The plants include several epiphytic bromeliad species, a few moss species, two species of Peperomia, and some upper-level plants all on milled peat (none are toxic--keep in mind the herps will eat whatever bugs are in there that eat the plants in the first place).

I use only rain water in the enclosure, but distilled water (with a little tap water) if it has not rained in some time and the moss starts to dull. That is for the moss and the broms, but also to prevent a build up of minerals in the enclosure. During the day, I have spiders and insects for me to look at and at night there are the tiny frogs (if I can bear the mosquitoes) and snails. And, of course, the plants!

When you can't find animals that work together, there is one other trick. It requires a rather large enclosure, further divided with plastic panels (stuck with aquarium sealant). It works for having the illusion of mixed frogs, salamanders, and geckos that require similar conditions. I've seen tanks that look like one big tank with several species, but they are really separate tanks all together (each one with a different species).
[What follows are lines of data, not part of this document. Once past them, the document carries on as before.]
use std::fmt;
use std::iter::FromIterator;
use std::ops::{
    AddAssign, Div, DivAssign, Index, IndexMut, Mul, MulAssign, Neg, SubAssign,
};
use std::slice::{Iter, IterMut};

use serde::{Deserialize, Serialize};

use crate::error::VectorError;
use crate::math::matrix::Matrix;

/// A fixed-dimension vector of `f64` components.
///
/// The dimension is set when the vector is built and never changes. Every
/// binary operation checks that its operands (and any caller-supplied
/// output buffer) agree on dimension before anything is written.
///
/// Each arithmetic operation comes in up to three flavours:
/// an allocating form (`add`), a form writing into a caller buffer
/// (`add_into`) and an in-place form (`add_in_place`).
#[derive(Clone, Debug, Default, PartialEq, Serialize, Deserialize)]
#[serde(transparent)]
pub struct Vector {
    data: Vec<f64>,
}

#[inline]
fn check_dims(op: &'static str, left: usize, right: usize) -> Result<(), VectorError> {
    if left != right {
        return Err(VectorError::DimensionMismatch { op, left, right });
    }
    Ok(())
}

// Operators cannot return a `Result`, so they panic with the error message.
#[inline]
fn or_panic<T>(result: Result<T, VectorError>) -> T {
    match result {
        Ok(v) => v,
        Err(e) => panic!("{}", e),
    }
}

impl Vector {
    pub fn zeros(dimension: usize) -> Self {
        Self {
            data: vec![0.0; dimension],
        }
    }

    pub fn filled(dimension: usize, value: f64) -> Self {
        Self {
            data: vec![value; dimension],
        }
    }

    /// Copy `src[offset..]` into a new vector.
    ///
    /// With `dimension = Some(n)` the result has exactly `n` components,
    /// truncating the source or padding with zeros. With `None` it takes
    /// whatever is left of the source after `offset` (possibly nothing).
    pub fn from_slice(src: &[f64], offset: usize, dimension: Option<usize>) -> Self {
        let available = src.len().saturating_sub(offset);
        let dimension = dimension.unwrap_or(available);
        let copied = dimension.min(available);
        let mut data = vec![0.0; dimension];
        if copied > 0 {
            data[..copied].copy_from_slice(&src[offset..offset + copied]);
        }
        Self { data }
    }

    pub fn from_vector(other: &Vector, offset: usize, dimension: Option<usize>) -> Self {
        Self::from_slice(&other.data, offset, dimension)
    }

    /// The `index`-th standard basis vector of a `dimension`-space.
    pub fn standard_basis(dimension: usize, index: usize) -> Result<Self, VectorError> {
        if index >= dimension {
            return Err(VectorError::IndexOutOfBounds { index, dimension });
        }
        let mut v = Self::zeros(dimension);
        v.data[index] = 1.0;
        Ok(v)
    }

    /// Same components in a `dimension`-space: prefix kept, rest zeroed.
    pub fn make_dim(&self, dimension: usize) -> Vector {
        Self::from_slice(&self.data, 0, Some(dimension))
    }

    pub fn dimension(&self) -> usize {
        self.data.len()
    }

    pub fn iter(&self) -> Iter<'_, f64> {
        self.data.iter()
    }

    pub fn iter_mut(&mut self) -> IterMut<'_, f64> {
        self.data.iter_mut()
    }

    pub fn as_slice(&self) -> &[f64] {
        &self.data
    }

    pub fn to_vec(&self) -> Vec<f64> {
        self.data.clone()
    }

    pub fn get(&self, index: usize) -> Result<f64, VectorError> {
        self.data
            .get(index)
            .copied()
            .ok_or(VectorError::IndexOutOfBounds {
                index,
                dimension: self.dimension(),
            })
    }

    pub fn set(&mut self, index: usize, value: f64) -> Result<(), VectorError> {
        let dimension = self.dimension();
        match self.data.get_mut(index) {
            Some(slot) => {
                *slot = value;
                Ok(())
            }
            None => Err(VectorError::IndexOutOfBounds { index, dimension }),
        }
    }

    pub fn dot(&self, other: &Vector) -> Result<f64, VectorError> {
        check_dims("Vector::dot", self.dimension(), other.dimension())?;
        Ok(self
            .data
            .iter()
            .zip(other.data.iter())
            .map(|(a, b)| a * b)
            .sum())
    }

    pub fn length2(&self) -> f64 {
        self.data.iter().map(|v| v * v).sum()
    }

    pub fn length(&self) -> f64 {
        self.length2().sqrt()
    }

    /// Rescale in place so that `length() == target`.
    pub fn set_length(&mut self, target: f64) -> Result<(), VectorError> {
        let current = self.length();
        if current == 0.0 {
            return Err(VectorError::ZeroLength {
                op: "Vector::set_length",
            });
        }
        self.scale_in_place(target / current);
        Ok(())
    }

    /// Normalized copy, or `None` for the zero vector.
    pub fn unit(&self) -> Option<Vector> {
        let len = self.length();
        if len == 0.0 {
            None
        } else {
            Some(self.divide(len))
        }
    }

    pub fn as_column_matrix(&self) -> Matrix {
        let mut m = Matrix::zeros(self.dimension(), 1);
        for (i, &v) in self.data.iter().enumerate() {
            m[(i, 0)] = v;
        }
        m
    }

    pub fn as_row_matrix(&self) -> Matrix {
        let mut m = Matrix::zeros(1, self.dimension());
        for (i, &v) in self.data.iter().enumerate() {
            m[(0, i)] = v;
        }
        m
    }

    // ---------------------------------------------------------------------
    // Elementwise mapping; every other elementwise operation goes through
    // the named helpers below so errors report the caller's operation.
    // ---------------------------------------------------------------------

    fn map_named<F>(&self, op: &'static str, out: &mut Vector, mut f: F) -> Result<(), VectorError>
    where
        F: FnMut(f64) -> f64,
    {
        check_dims(op, self.dimension(), out.dimension())?;
        for (o, &v) in out.data.iter_mut().zip(self.data.iter()) {
            *o = f(v);
        }
        Ok(())
    }

    fn zip_named<F>(
        &self,
        op: &'static str,
        other: &Vector,
        out: &mut Vector,
        mut f: F,
    ) -> Result<(), VectorError>
    where
        F: FnMut(f64, f64) -> f64,
    {
        check_dims(op, self.dimension(), other.dimension())?;
        check_dims(op, self.dimension(), out.dimension())?;
        for ((o, &a), &b) in out.data.iter_mut().zip(self.data.iter()).zip(other.data.iter()) {
            *o = f(a, b);
        }
        Ok(())
    }

    fn zip_named_in_place<F>(
        &mut self,
        op: &'static str,
        other: &Vector,
        mut f: F,
    ) -> Result<(), VectorError>
    where
        F: FnMut(f64, f64) -> f64,
    {
        check_dims(op, self.dimension(), other.dimension())?;
        for (a, &b) in self.data.iter_mut().zip(other.data.iter()) {
            *a = f(*a, b);
        }
        Ok(())
    }

    fn zip_named_alloc<F>(
        &self,
        op: &'static str,
        other: &Vector,
        f: F,
    ) -> Result<Vector, VectorError>
    where
        F: FnMut(f64, f64) -> f64,
    {
        let mut out = Vector::zeros(self.dimension());
        self.zip_named(op, other, &mut out, f)?;
        Ok(out)
    }

    pub fn map<F>(&self, f: F) -> Vector
    where
        F: FnMut(f64) -> f64,
    {
        let mut out = self.clone();
        out.map_in_place(f);
        out
    }

    pub fn map_into<F>(&self, f: F, out: &mut Vector) -> Result<(), VectorError>
    where
        F: FnMut(f64) -> f64,
    {
        self.map_named("Vector::map", out, f)
    }

    pub fn map_in_place<F>(&mut self, mut f: F)
    where
        F: FnMut(f64) -> f64,
    {
        for v in self.data.iter_mut() {
            *v = f(*v);
        }
    }

    pub fn zip_map<F>(&self, f: F, other: &Vector) -> Result<Vector, VectorError>
    where
        F: FnMut(f64, f64) -> f64,
    {
        self.zip_named_alloc("Vector::zip_map", other, f)
    }

    pub fn zip_map_into<F>(&self, f: F, other: &Vector, out: &mut Vector) -> Result<(), VectorError>
    where
        F: FnMut(f64, f64) -> f64,
    {
        self.zip_named("Vector::zip_map", other, out, f)
    }

    pub fn zip_map_in_place<F>(&mut self, f: F, other: &Vector) -> Result<(), VectorError>
    where
        F: FnMut(f64, f64) -> f64,
    {
        self.zip_named_in_place("Vector::zip_map", other, f)
    }

    // ---------------------------------------------------------------------
    // Arithmetic
    // ---------------------------------------------------------------------

    pub fn negate(&self) -> Vector {
        self.map(|v| -v)
    }

    pub fn negate_into(&self, out: &mut Vector) -> Result<(), VectorError> {
        self.map_named("Vector::negate", out, |v| -v)
    }

    pub fn negate_in_place(&mut self) {
        self.map_in_place(|v| -v)
    }

    pub fn scale(&self, s: f64) -> Vector {
        self.map(|v| s * v)
    }

    pub fn scale_into(&self, s: f64, out: &mut Vector) -> Result<(), VectorError> {
        self.map_named("Vector::scale", out, |v| s * v)
    }

    pub fn scale_in_place(&mut self, s: f64) {
        self.map_in_place(|v| s * v)
    }

    pub fn divide(&self, s: f64) -> Vector {
        self.map(|v| v / s)
    }

    pub fn divide_into(&self, s: f64, out: &mut Vector) -> Result<(), VectorError> {
        self.map_named("Vector::divide", out, |v| v / s)
    }

    pub fn divide_in_place(&mut self, s: f64) {
        self.map_in_place(|v| v / s)
    }

    pub fn add(&self, other: &Vector) -> Result<Vector, VectorError> {
        self.zip_named_alloc("Vector::add", other, |a, b| a + b)
    }

    pub fn add_into(&self, other: &Vector, out: &mut Vector) -> Result<(), VectorError> {
        self.zip_named("Vector::add", other, out, |a, b| a + b)
    }

    pub fn add_in_place(&mut self, other: &Vector) -> Result<(), VectorError> {
        self.zip_named_in_place("Vector::add", other, |a, b| a + b)
    }

    /// `self - other`
    pub fn subtract(&self, other: &Vector) -> Result<Vector, VectorError> {
        self.zip_named_alloc("Vector::subtract", other, |a, b| a - b)
    }

    pub fn subtract_into(&self, other: &Vector, out: &mut Vector) -> Result<(), VectorError> {
        self.zip_named("Vector::subtract", other, out, |a, b| a - b)
    }

    pub fn subtract_in_place(&mut self, other: &Vector) -> Result<(), VectorError> {
        self.zip_named_in_place("Vector::subtract", other, |a, b| a - b)
    }

    /// Linear combination `a * self + b * other`.
    pub fn lcomb(&self, a: f64, other: &Vector, b: f64) -> Result<Vector, VectorError> {
        self.zip_named_alloc("Vector::lcomb", other, |x, y| a * x + b * y)
    }

    pub fn lcomb_into(
        &self,
        a: f64,
        other: &Vector,
        b: f64,
        out: &mut Vector,
    ) -> Result<(), VectorError> {
        self.zip_named("Vector::lcomb", other, out, |x, y| a * x + b * y)
    }

    pub fn lcomb_in_place(&mut self, a: f64, other: &Vector, b: f64) -> Result<(), VectorError> {
        self.zip_named_in_place("Vector::lcomb", other, |x, y| a * x + b * y)
    }

    // ---------------------------------------------------------------------
    // Matrix products. These read the operand while writing the result, so
    // they never run in place.
    // ---------------------------------------------------------------------

    /// Row vector times matrix: `out[c] = sum_r self[r] * m[r, c]`.
    pub fn mul_matrix(&self, m: &Matrix) -> Result<Vector, VectorError> {
        let mut out = Vector::zeros(m.cols());
        self.mul_matrix_into(m, &mut out)?;
        Ok(out)
    }

    pub fn mul_matrix_into(&self, m: &Matrix, out: &mut Vector) -> Result<(), VectorError> {
        check_dims("Vector::mul_matrix(m.rows)", m.rows(), self.dimension())?;
        check_dims("Vector::mul_matrix(out)", m.cols(), out.dimension())?;
        for c in 0..m.cols() {
            out.data[c] = (0..m.rows()).map(|r| self.data[r] * m[(r, c)]).sum();
        }
        Ok(())
    }

    pub fn mul_matrix_in_place(&mut self, _m: &Matrix) -> Result<(), VectorError> {
        Err(VectorError::InvalidOperation {
            op: "Vector::mul_matrix",
            reason: "cannot multiply in place",
        })
    }

    /// Matrix times column vector: `out[r] = sum_c m[r, c] * self[c]`.
    pub fn mul_matrix_left(&self, m: &Matrix) -> Result<Vector, VectorError> {
        let mut out = Vector::zeros(m.rows());
        self.mul_matrix_left_into(m, &mut out)?;
        Ok(out)
    }

    pub fn mul_matrix_left_into(&self, m: &Matrix, out: &mut Vector) -> Result<(), VectorError> {
        check_dims("Vector::mul_matrix_left(m.cols)", m.cols(), self.dimension())?;
        check_dims("Vector::mul_matrix_left(out)", m.rows(), out.dimension())?;
        for r in 0..m.rows() {
            out.data[r] = (0..m.cols()).map(|c| self.data[c] * m[(r, c)]).sum();
        }
        Ok(())
    }

    pub fn mul_matrix_left_in_place(&mut self, _m: &Matrix) -> Result<(), VectorError> {
        Err(VectorError::InvalidOperation {
            op: "Vector::mul_matrix_left",
            reason: "cannot multiply in place",
        })
    }
}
The tanks are planted to be viewed from the long side, so you don't see the glass panels, and one tank is made the front and one the back with the rest in the middle. I hope that makes sense!
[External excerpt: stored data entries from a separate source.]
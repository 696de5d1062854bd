use anyhow::{bail, Result};
use log::{debug, warn};

use crate::config::{ShapeConfig, ShapeType};
use crate::math::Vector;
use crate::shapes::{BoxShape, Ellipse, Point, Shape};

/// Build a shape from a `ShapeConfig`, bound to the configured style.
pub fn build_shape(config: &ShapeConfig) -> Result<Shape> {
    let style = config.style.clone();
    let shape: Shape = match &config.shape_type {
        ShapeType::Point { dimension } => {
            if *dimension == 0 {
                bail!("point shape needs at least one dimension");
            }
            Point::new(*dimension).with_style(style).into()
        }
        ShapeType::Ellipse { radius } => {
            let radius = Vector::from(radius.to_vec());
            check_defining_vector("ellipse radius", &radius)?;
            Ellipse::new(radius).with_style(style).into()
        }
        ShapeType::Box { half_extents } => {
            let half_extents = Vector::from(half_extents.clone());
            check_defining_vector("box half extents", &half_extents)?;
            BoxShape::new(half_extents).with_style(style).into()
        }
    };
    debug!("built {} shape in {} dimensions", shape.kind(), shape.dimension());
    Ok(shape)
}

fn check_defining_vector(what: &str, v: &Vector) -> Result<()> {
    if v.dimension() == 0 {
        bail!("{} must have at least one component", what);
    }
    if let Some(bad) = v.iter().find(|x| !x.is_finite()) {
        bail!("{} has a non-finite component: {}", what, bad);
    }
    if v.iter().any(|&x| x == 0.0) {
        warn!("{} {} has a zero component; the shape is degenerate", what, v);
    }
    Ok(())
}
//! Time-varying positions.
//!
//! The simulation's integrator lives elsewhere; shapes only need something
//! that can report a position for a timestamp. `Stationary` and `Linear`
//! cover constant and uniformly moving quantities.

use crate::error::VectorError;
use crate::math::Vector;

/// A vector-valued quantity sampled by simulation time.
pub trait Particle {
    fn dimension(&self) -> usize;

    /// Position at `time`. Always has `dimension()` components.
    fn position_at(&self, time: f64) -> Vector;
}

impl Particle for Vector {
    fn dimension(&self) -> usize {
        Vector::dimension(self)
    }

    fn position_at(&self, _time: f64) -> Vector {
        self.clone()
    }
}

/// Never moves.
#[derive(Clone, Debug, PartialEq)]
pub struct Stationary(pub Vector);

impl Particle for Stationary {
    fn dimension(&self) -> usize {
        self.0.dimension()
    }

    fn position_at(&self, _time: f64) -> Vector {
        self.0.clone()
    }
}

/// `origin + time * velocity`
#[derive(Clone, Debug, PartialEq)]
pub struct Linear {
    origin: Vector,
    velocity: Vector,
}

impl Linear {
    pub fn new(origin: Vector, velocity: Vector) -> Result<Self, VectorError> {
        if origin.dimension() != velocity.dimension() {
            return Err(VectorError::DimensionMismatch {
                op: "Linear::new",
                left: origin.dimension(),
                right: velocity.dimension(),
            });
        }
        Ok(Self { origin, velocity })
    }

    pub fn origin(&self) -> &Vector {
        &self.origin
    }

    pub fn velocity(&self) -> &Vector {
        &self.velocity
    }
}

impl Particle for Linear {
    fn dimension(&self) -> usize {
        self.origin.dimension()
    }

    fn position_at(&self, time: f64) -> Vector {
        let mut pos = self.origin.clone();
        // dimensions agree by construction
        for (x, v) in pos.iter_mut().zip(self.velocity.iter()) {
            *x += time * v;
        }
        pos
    }
}
use std::error::Error;
use std::fmt;

/// Failures raised by vector arithmetic.
///
/// These indicate a caller bug (operands from different spaces, illegal
/// aliasing) and are meant to be propagated, not recovered from.
#[derive(Debug, Clone, PartialEq)]
pub enum VectorError {
    /// Operands (or an output buffer) disagree on dimension.
    DimensionMismatch {
        op: &'static str,
        left: usize,
        right: usize,
    },
    InvalidOperation {
        op: &'static str,
        reason: &'static str,
    },
    IndexOutOfBounds { index: usize, dimension: usize },
    /// The operation needs a direction but the vector has zero length.
    ZeroLength { op: &'static str },
}

impl fmt::Display for VectorError {
    fn fmt(&self, f: &mut fmt::Formatter) -> fmt::Result {
        match self {
            VectorError::DimensionMismatch { op, left, right } => write!(
                f,
                "{} - dimension mismatch: left({}) right({})",
                op, left, right
            ),
            VectorError::InvalidOperation { op, reason } => write!(f, "{} - {}", op, reason),
            VectorError::IndexOutOfBounds { index, dimension } => write!(
                f,
                "index out of bounds: index {} for dimension {}",
                index, dimension
            ),
            VectorError::ZeroLength { op } => write!(f, "{} - vector has zero length", op),
        }
    }
}

impl Error for VectorError {}

/// Returned when a matrix buffer does not match the requested shape.
#[derive(Debug, Clone, PartialEq)]
pub struct ShapeError {
    pub(crate) rows: usize,
    pub(crate) cols: usize,
    pub(crate) len: usize,
}

impl fmt::Display for ShapeError {
    fn fmt(&self, f: &mut fmt::Formatter<'_>) -> fmt::Result {
        write!(
            f,
            "invalid shape ({}, {}) for buffer of length {}",
            self.rows, self.cols, self.len
        )
    }
}

impl Error for ShapeError {}

/// Returned by checked matrix element access outside the grid.
#[derive(Debug, Clone, PartialEq)]
pub struct MatrixIndexError {
    pub row: usize,
    pub col: usize,
    pub rows: usize,
    pub cols: usize,
}

impl fmt::Display for MatrixIndexError {
    fn fmt(&self, f: &mut fmt::Formatter<'_>) -> fmt::Result {
        write!(
            f,
            "index out of bounds: ({}, {}) for shape ({}, {})",
            self.row, self.col, self.rows, self.cols
        )
    }
}

impl Error for MatrixIndexError {}
// Core tic-tac-toe rules modules
pub mod board;
pub mod error;
pub mod lines;
pub mod outcome;
pub mod side;

// Re-export main types for convenience
pub use board::{apply_move, evaluate, legal_moves, reset, Board, Placement, BOARD_SIZE};
pub use error::IllegalMove;
pub use lines::{WinLine, WIN_LINES};
pub use outcome::GameOutcome;
pub use side::{Cell, Side};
My advice is to figure out which animal you want most in your tank (that fits), and then build the tank around that animal. If you're able to combine tanks, as stated above, even better. But, if not, work around that animal and there may be insects or snails or whatever else that could work.
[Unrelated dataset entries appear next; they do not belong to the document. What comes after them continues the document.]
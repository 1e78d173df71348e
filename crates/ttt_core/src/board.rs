use std::fmt;
use std::ops::Deref;

use log::trace;

use crate::{Cell, GameOutcome, IllegalMove, Side, WinLine, WIN_LINES};

/// Number of cells on the fixed 3x3 board.
pub const BOARD_SIZE: usize = 9;

/// The 9 cells of a game, indexed 0-8 in row-major order.
///
/// `Board` is `Copy`, so search code can hand out snapshots instead of
/// sharing one mutable grid.
#[derive(Debug, Clone, Copy, PartialEq, Eq, Hash, Default)]
pub struct Board {
    cells: [Cell; BOARD_SIZE],
}

impl Board {
    pub fn new() -> Self {
        Self {
            cells: [Cell::Empty; BOARD_SIZE],
        }
    }

    pub fn from_cells(cells: [Cell; BOARD_SIZE]) -> Self {
        Self { cells }
    }

    /// Clears every cell.
    pub fn reset(&mut self) {
        self.cells = [Cell::Empty; BOARD_SIZE];
    }

    pub fn cell(&self, index: usize) -> Option<Cell> {
        self.cells.get(index).copied()
    }

    pub fn cells(&self) -> &[Cell; BOARD_SIZE] {
        &self.cells
    }

    pub fn is_full(&self) -> bool {
        self.cells.iter().all(|cell| !cell.is_empty())
    }

    pub fn occupied_count(&self) -> usize {
        self.cells.iter().filter(|cell| !cell.is_empty()).count()
    }

    /// Places `side` on `index`. The board is left untouched on error.
    ///
    /// Turn order and game end are not checked here; see [`Board::evaluate`].
    pub fn apply_move(&mut self, index: usize, side: Side) -> Result<(), IllegalMove> {
        let cell = self.cells.get_mut(index).ok_or(IllegalMove::OutOfRange(index))?;
        if !cell.is_empty() {
            return Err(IllegalMove::Occupied(index));
        }

        *cell = side.to_cell();
        trace!("{} placed at {}", side, index);
        Ok(())
    }

    /// Hypothetically places `side` on `index`; the cell is emptied again
    /// when the returned guard is dropped.
    pub fn place(&mut self, index: usize, side: Side) -> Result<Placement<'_>, IllegalMove> {
        let cell = self.cells.get_mut(index).ok_or(IllegalMove::OutOfRange(index))?;
        if !cell.is_empty() {
            return Err(IllegalMove::Occupied(index));
        }

        *cell = side.to_cell();
        Ok(Placement { board: self, index })
    }

    /// Empty cell indices in ascending order.
    pub fn legal_moves(&self) -> Vec<usize> {
        self.cells
            .iter()
            .enumerate()
            .filter(|(_, cell)| cell.is_empty())
            .map(|(index, _)| index)
            .collect()
    }

    /// First line, in [`WIN_LINES`] order, fully owned by one side.
    pub fn winning_line(&self) -> Option<WinLine> {
        WIN_LINES.iter().copied().find(|&[a, b, c]| {
            let first = self.cells[a];
            !first.is_empty() && first == self.cells[b] && first == self.cells[c]
        })
    }

    pub fn evaluate(&self) -> GameOutcome {
        if let Some(side) = self.winning_line().and_then(|[a, _, _]| self.cells[a].side()) {
            return GameOutcome::Win(side);
        }

        if self.is_full() {
            GameOutcome::Draw
        } else {
            GameOutcome::InProgress
        }
    }
}

impl fmt::Display for Board {
    fn fmt(&self, f: &mut fmt::Formatter<'_>) -> fmt::Result {
        for (row, cells) in self.cells.chunks(3).enumerate() {
            if row > 0 {
                writeln!(f)?;
            }
            write!(f, "{}{}{}", cells[0], cells[1], cells[2])?;
        }
        Ok(())
    }
}

/// A temporary mark on a borrowed board, reverted on drop.
#[derive(Debug)]
pub struct Placement<'a> {
    board: &'a mut Board,
    index: usize,
}

impl Placement<'_> {
    pub fn index(&self) -> usize {
        self.index
    }

    /// Mutable access to the board for nested placements.
    pub fn board_mut(&mut self) -> &mut Board {
        &mut *self.board
    }
}

impl Deref for Placement<'_> {
    type Target = Board;

    fn deref(&self) -> &Board {
        &*self.board
    }
}

impl Drop for Placement<'_> {
    fn drop(&mut self) {
        self.board.cells[self.index] = Cell::Empty;
    }
}

/// Fresh empty board for a new game.
pub fn reset() -> Board {
    Board::new()
}

/// Value form of [`Board::apply_move`]: consumes a snapshot and returns the
/// updated one.
pub fn apply_move(mut board: Board, index: usize, side: Side) -> Result<Board, IllegalMove> {
    board.apply_move(index, side)?;
    Ok(board)
}

/// Ascending empty cell indices of `board`.
pub fn legal_moves(board: &Board) -> Vec<usize> {
    board.legal_moves()
}

pub fn evaluate(board: &Board) -> GameOutcome {
    board.evaluate()
}

#[cfg(test)]
mod tests {
    use super::*;

    fn play(moves: &[(usize, Side)]) -> Board {
        let mut board = Board::new();
        for &(index, side) in moves {
            board.apply_move(index, side).unwrap();
        }
        board
    }

    #[test]
    fn new_board_is_empty() {
        let board = Board::new();
        assert_eq!(board.legal_moves(), (0..BOARD_SIZE).collect::<Vec<_>>());
        assert_eq!(board.occupied_count(), 0);
        assert_eq!(board.evaluate(), GameOutcome::InProgress);
    }

    #[test]
    fn apply_move_fills_cell() {
        let mut board = Board::new();
        board.apply_move(4, Side::X).unwrap();
        assert_eq!(board.cell(4), Some(Cell::X));
        assert_eq!(board.legal_moves(), vec![0, 1, 2, 3, 5, 6, 7, 8]);
    }

    #[test]
    fn apply_move_rejects_out_of_range() {
        let mut board = Board::new();
        assert_eq!(board.apply_move(9, Side::X), Err(IllegalMove::OutOfRange(9)));
        assert_eq!(board, Board::new());
    }

    #[test]
    fn apply_move_rejects_occupied() {
        let mut board = play(&[(0, Side::X)]);
        let before = board;
        assert_eq!(board.apply_move(0, Side::O), Err(IllegalMove::Occupied(0)));
        assert_eq!(board, before);
    }

    #[test]
    fn column_win() {
        let board = play(&[(1, Side::O), (4, Side::O), (7, Side::O)]);
        assert_eq!(board.evaluate(), GameOutcome::Win(Side::O));
        assert_eq!(board.winning_line(), Some([1, 4, 7]));
    }

    #[test]
    fn first_line_in_order_is_reported() {
        // X X X
        // X O O
        // X O O
        let board = Board::from_cells([
            Cell::X, Cell::X, Cell::X,
            Cell::X, Cell::O, Cell::O,
            Cell::X, Cell::O, Cell::O,
        ]);
        assert_eq!(board.winning_line(), Some([0, 1, 2]));
    }

    #[test]
    fn reset_clears_board() {
        let mut board = play(&[(0, Side::X), (8, Side::O)]);
        board.reset();
        assert_eq!(board, reset());
    }

    #[test]
    fn value_apply_move_leaves_original() {
        let board = Board::new();
        let next = apply_move(board, 3, Side::X).unwrap();
        assert_eq!(board.cell(3), Some(Cell::Empty));
        assert_eq!(next.cell(3), Some(Cell::X));
    }

    #[test]
    fn placement_reverts_on_drop() {
        let mut board = play(&[(0, Side::X)]);
        {
            let mut placed = board.place(4, Side::O).unwrap();
            assert_eq!(placed.cell(4), Some(Cell::O));
            assert_eq!(placed.index(), 4);
            let nested = placed.board_mut().place(8, Side::X).unwrap();
            assert_eq!(nested.index(), 8);
            assert_eq!(nested.occupied_count(), 3);
        }
        assert_eq!(board, play(&[(0, Side::X)]));
        assert!(board.place(0, Side::O).is_err());
    }

    #[test]
    fn display_renders_rows() {
        let board = play(&[(0, Side::X), (4, Side::O)]);
        assert_eq!(board.to_string(), "X..\n.O.\n...");
    }
}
Just remember: There may be an appeal to replicate nature and have several kinds of animals living and interacting together, but a small tank is never a replica of nature. Just because animals will still survive, because that's what they'll do until their very limit, doesn't mean it's good for them. Do your research, take your time, and I guarantee it will pay off!

    Bookmark   February 8, 2007 at 11:44PM
Thank you for reporting this comment. Undo

I'm afraid the only party you are probably pooping on is your own. LOL It's not my intent to be mean, but if you did the research you are suggesting you would find that there are plenty of successful mixed habitats measured in inches and gallons. In fact the boom in popularity of the now familiar River
has led to some companies mass producing their own prefabricated versions.
If you read the detail of the description in that link they say "It's a dynamic, living habitat in a tank where fish, plants, lizards and frogs interact in ecological balance", all within the dimensions you seem to think is impossible. Keep in mind that this one example I linked to is not some sort of experimental prototype, but rather a copy of other successful designs that has been around for years.
I personally prefer watery type designs such as the river tank and plaudariums because they are much easier to maintain an ecological balance within compared to a typical soil only terrarium that are commonly built with no drainage and prone anaerobic bacteria build up under the soil due to the lack of circulation.
As for cleaning of these small habitats, if you understand what you are doing and create a balanced mix of plants animals and circulation you'll be able to keep cleaning to a minimum. All animal waste will be converted into nitrogen and hopefully absorbed by the plants root system. The other advantage of a watery system such as the river tank is that if you do get an excessive build up of toxic ammonia and nitrates in the water before your plant system is established you can do frequent water changes to eliminate the danger of such toxins. Something that is tough to do in a soil only enclosure.
You are correct however that the smaller systems can be more challenging to keep balanced. One method commonly used with smaller enclosures is to have a separate water filter system that takes the water out of the smaller closed system, cleans it and returns it to the display enclosure. This not only allows for a much larger more efficient filter system, but effectively increases total volume of water without actually increasing the size of the display enclosure itself.

I would be curious to see some pictures of your 60 gal vivarium that contains 30 greenhouse frogs? and anoles. Sounds interesting.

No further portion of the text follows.